So your answer is yes, no, maybe?


----------



## SemperFiDawg (Feb 18, 2014)

HawgJawl said:


> There have been a few questions regarding my comment that information from this forum has led me further from Christianity.  Let me first clarify that I was raised in a Southern Baptist Church and have studied the Bible and other resources most of my life, so my basic understanding of Christianity did not come from this forum.  Over the years my faith has diminished and I have developed doubt in numerous areas of Christianity.  This occurred prior to visiting this forum.
> 
> On this forum, I present many of these areas of doubt, hoping for a fresh perspective I have not considered or a new explanation that works.  I often find that the explanation for issue (A) seems to make sense, and the explanation for issue (B) seems to make sense, but when viewed together, (A) and (B) contradict each other.  When I present this contradiction, it usually provokes a response that I am off topic, or throwing out a red herring or a straw man (even though I didn’t create the straw man), or it is ignored.  This response adds credibility to my doubt.  The inability to provide a logical explanation has a greater effect on my belief that receiving five different explanations that make no sense.
> 
> ...



Hawg  Your doubt may be in part intellectual, but it's a heart issue at its core.  The head follows the heart or the will (if you wish).  If you are truly struggling with your faith may I suggest you come fully clean with God regarding where your heart issue?  The AAA forum is full of people who won't believe no what evidence God could/would/or has provided.  It's a heart/will issue.  If you want reasons to doubt you will find them.  If you want reasons to believe you will find them.  What do you WANT?
Talk to God about it.


----------



## SemperFiDawg (Feb 18, 2014)

HawgJawl said:


> Then what did you mean by the first statement?  You capitalized the HOLY SPIRIT.  What role does it play in determining what you base your beliefs upon?

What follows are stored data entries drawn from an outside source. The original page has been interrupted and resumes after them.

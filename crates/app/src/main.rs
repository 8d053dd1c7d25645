use std::path::{Path, PathBuf};
use std::time::Duration;

use anyhow::{bail, Context, Result};
use clap::{Parser, Subcommand};
use folio_core::Report;
use tokio::sync::mpsc;
use tracing_subscriber::EnvFilter;

mod audit;
mod config;
mod context;
mod registry;
mod runner;
mod watch;

use audit::AuditLog;
use config::AppConfig;
use context::{AccessGate, RequestContext};
use registry::Registry;
use runner::Runner;

#[derive(Parser, Debug)]
#[command(name = "folio", version, about = "Statement processing shell")]
struct Cli {
    /// Configuration file (defaults to ./folio.toml when present)
    #[arg(long, global = true)]
    config: Option<PathBuf>,

    #[command(subcommand)]
    command: Command,
}

#[derive(Subcommand, Debug)]
enum Command {
    /// List registered operations
    List,

    /// Run an operation on one document
    Run {
        operation: String,
        input: PathBuf,

        /// Operator name recorded in the usage log
        #[arg(long)]
        user: String,

        #[arg(long, env = "FOLIO_PASSWORD", hide_env_values = true)]
        password: Option<String>,

        /// Output folder (default: <output_root>/<operation>)
        #[arg(long)]
        out: Option<PathBuf>,

        /// Print the report as JSON
        #[arg(long)]
        json: bool,
    },

    /// Process every PDF dropped into a folder until interrupted
    Watch {
        operation: String,
        dir: PathBuf,

        #[arg(long)]
        user: String,

        #[arg(long, env = "FOLIO_PASSWORD", hide_env_values = true)]
        password: Option<String>,

        /// Parent of per-file output folders (default: <output_root>/<operation>)
        #[arg(long)]
        out: Option<PathBuf>,
    },

    /// Show the usage log
    Log {
        /// Delete the usage log instead
        #[arg(long)]
        clear: bool,
    },
}

#[tokio::main]
async fn main() -> Result<()> {
    tracing_subscriber::fmt()
        .with_env_filter(EnvFilter::try_from_default_env().unwrap_or_else(|_| EnvFilter::new("info,lopdf=warn")))
        .with_writer(std::io::stderr)
        .init();

    let cli = Cli::parse();
    let cwd = std::env::current_dir().context("reading working directory")?;
    let config = AppConfig::load(cli.config.as_deref(), &cwd).context("loading configuration")?;
    let runner = Runner::new(
        Registry::with_builtin(&config.extraction),
        AuditLog::new(config.audit_log.clone()),
    );

    match cli.command {
        Command::List => {
            for operation in runner.registry().iter() {
                println!("{:<20} {}", operation.name(), operation.description());
            }
        }

        Command::Run { operation, input, user, password, out, json } => {
            let ctx = sign_in(&user, password.as_deref())?;
            let out = out.unwrap_or_else(|| config.output_dir_for(&operation));
            let report = runner
                .run(&ctx, &operation, &input, &out)
                .await
                .with_context(|| format!("{operation} failed on {}", input.display()))?;
            print_report(&report, json)?;
        }

        Command::Watch { operation, dir, user, password, out } => {
            let ctx = sign_in(&user, password.as_deref())?;
            if runner.registry().get(&operation).is_none() {
                bail!(
                    "unknown operation `{operation}` (available: {})",
                    runner.registry().names().join(", ")
                );
            }
            let root = out.unwrap_or_else(|| config.output_dir_for(&operation));
            watch_folder(&runner, &ctx, &operation, &dir, &root).await?;
        }

        Command::Log { clear } => {
            let log = AuditLog::new(config.audit_log.clone());
            if clear {
                if log.clear()? {
                    println!("Usage log cleared.");
                } else {
                    println!("No usage log yet.");
                }
            } else {
                let records = log.read_all()?;
                if records.is_empty() {
                    println!("No usage log yet.");
                }
                for r in records {
                    println!("{}  {:<12} {:<16} {:<32} {}", r.timestamp, r.operator, r.operation, r.file, r.outcome);
                }
            }
        }
    }

    Ok(())
}

fn sign_in(user: &str, password: Option<&str>) -> Result<RequestContext> {
    let gate = AccessGate::from_env();
    if !gate.is_configured() {
        bail!("no access key configured (set {})", context::ACCESS_KEY_ENV);
    }
    let ctx = gate.authenticate(user, password);
    ctx.require()?;
    Ok(ctx)
}

fn print_report(report: &Report, json: bool) -> Result<()> {
    if json {
        let map: serde_json::Map<String, serde_json::Value> = report
            .fields
            .iter()
            .map(|(k, v)| (k.clone(), serde_json::Value::String(v.clone())))
            .collect();
        println!("{}", serde_json::to_string_pretty(&map)?);
    } else {
        let width = report.fields.iter().map(|(k, _)| k.len()).max().unwrap_or(0);
        for (label, value) in &report.fields {
            println!("{label:<width$}  {value}");
        }
    }
    Ok(())
}

const SETTLE_INTERVAL: Duration = Duration::from_millis(250);
const SETTLE_ATTEMPTS: u32 = 40;

async fn watch_folder(
    runner: &Runner,
    ctx: &RequestContext,
    operation: &str,
    dir: &Path,
    root: &Path,
) -> Result<()> {
    let (tx, mut rx) = mpsc::channel::<PathBuf>(64);
    // The watcher must be kept alive for the duration of the loop.
    let _watcher = watch::spawn_pdf_watcher(dir, tx)
        .with_context(|| format!("watching {}", dir.display()))?;
    tracing::info!(dir = %dir.display(), operation, "watching for new PDFs");

    loop {
        tokio::select! {
            received = rx.recv() => {
                let Some(path) = received else { break };
                if !watch::wait_until_stable(&path, SETTLE_INTERVAL, SETTLE_ATTEMPTS).await {
                    tracing::warn!(file = %path.display(), "file did not settle, skipping");
                    continue;
                }
                let out = watch::output_dir_for(root, &path);
                match runner.run(ctx, operation, &path, &out).await {
                    Ok(report) => {
                        println!("{}", path.display());
                        print_report(&report, false)?;
                    }
                    Err(e) => tracing::warn!(file = %path.display(), "{e:#}"),
                }
            }
            _ = tokio::signal::ctrl_c() => {
                tracing::info!("stopping watcher");
                break;
            }
        }
    }
    Ok(())
}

Two answers to two separate questions.  

Just as I said in my first post.  The HS gave me a personal testimony that Christ was exactly who he said he is in the Bible.  The message comes by hearing or reading.  The confirmation comes by the HS.  Two separate questions.  Two answers.


----------



## HawgJawl (Feb 18, 2014)

SemperFiDawg said:


> Two answers to two separate questions.
> 
> Just as I said in my first post.  The HS gave me a personal testimony that Christ was exactly who he said he is in the Bible.  The message comes by hearing or reading.  The confirmation comes by the HS.  Two separate questions.  Two answers.



How does a person know when the Holy Spirit is confirming that their understanding of scripture is correct?


----------



## HawgJawl (Feb 18, 2014)

SemperFiDawg said:


> Talk to God about it.



I've been talking to God all my life.  See post #44.


----------



## SemperFiDawg (Feb 18, 2014)

HawgJawl said:


> How does a person know when the Holy Spirit is confirming that their understanding of scripture is correct?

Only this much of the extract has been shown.